Adediran, known across Lagos as Jandor, recently remarried in Qatar. The private ceremony drew only a circle of close friends and relatives, flown in on his tab for a weekend of luxury. His first marriage to Maryam, with whom he shares two children, had quietly unravelled after his 2023 governorship run under the PDP. Maryam was once a visible part of his campaign. At a party gathering in Lagos, she publicly vouched for their shared vision, even as she kept the children in the United States. But after the ballots were counted, their partnership faltered. Insiders remain silent on the reasons, leaving only speculation and whispered theories.
The remarriage, understated yet deliberate, shows Jandor’s penchant for mixing drama with discretion. He could have staged a Lagos spectacle, yet he chose Qatar, with its glittering skylines and discreet opulence, to begin this new chapter. What does that choice say about him? Perhaps everything, perhaps nothing.

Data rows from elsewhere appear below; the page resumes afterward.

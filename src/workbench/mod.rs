// Integration with the SQL workbench: admin client, delegated login,
// session cache and connection reconciliation

pub mod adapter;
pub mod client;
pub mod document;
pub mod error;
pub mod fingerprint;
pub mod graphql;
pub mod login;
pub mod queries;
pub mod reconciler;
pub mod session;

#[cfg(test)]
pub(crate) mod fake;

pub use adapter::{translate, ConnectionConfig};
pub use client::{RemoteAdminClient, WorkbenchAdmin};
pub use document::{DocumentError, RootField};
pub use error::{TranslationError, WorkbenchError};
pub use fingerprint::fingerprint;
pub use graphql::{GqlError, GqlRequest, GqlResponse};
pub use login::{LoginOutcome, WorkbenchService};
pub use reconciler::{ConnectionReconciler, ReconcileReport};
pub use session::{SessionCache, SessionHandle};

Beyond the personal, Jandor’s professional life has always carried a flair for reinvention. Once a seasoned journalist, he built media firms before storming Lagos politics. His Lagos4Lagos movement turned him into a symbol of defiance against political godfathers, eventually propelling him into the 2023 race with actress Funke Akindele as his running mate.
He lost that election, but his name has never drifted far from the public ear. Whether through policy debates, party manoeuvrings, or now a wedding far from home, Jandor has kept Lagos watching. The man seems to understand that politics is theatre, and every act must intrigue the audience.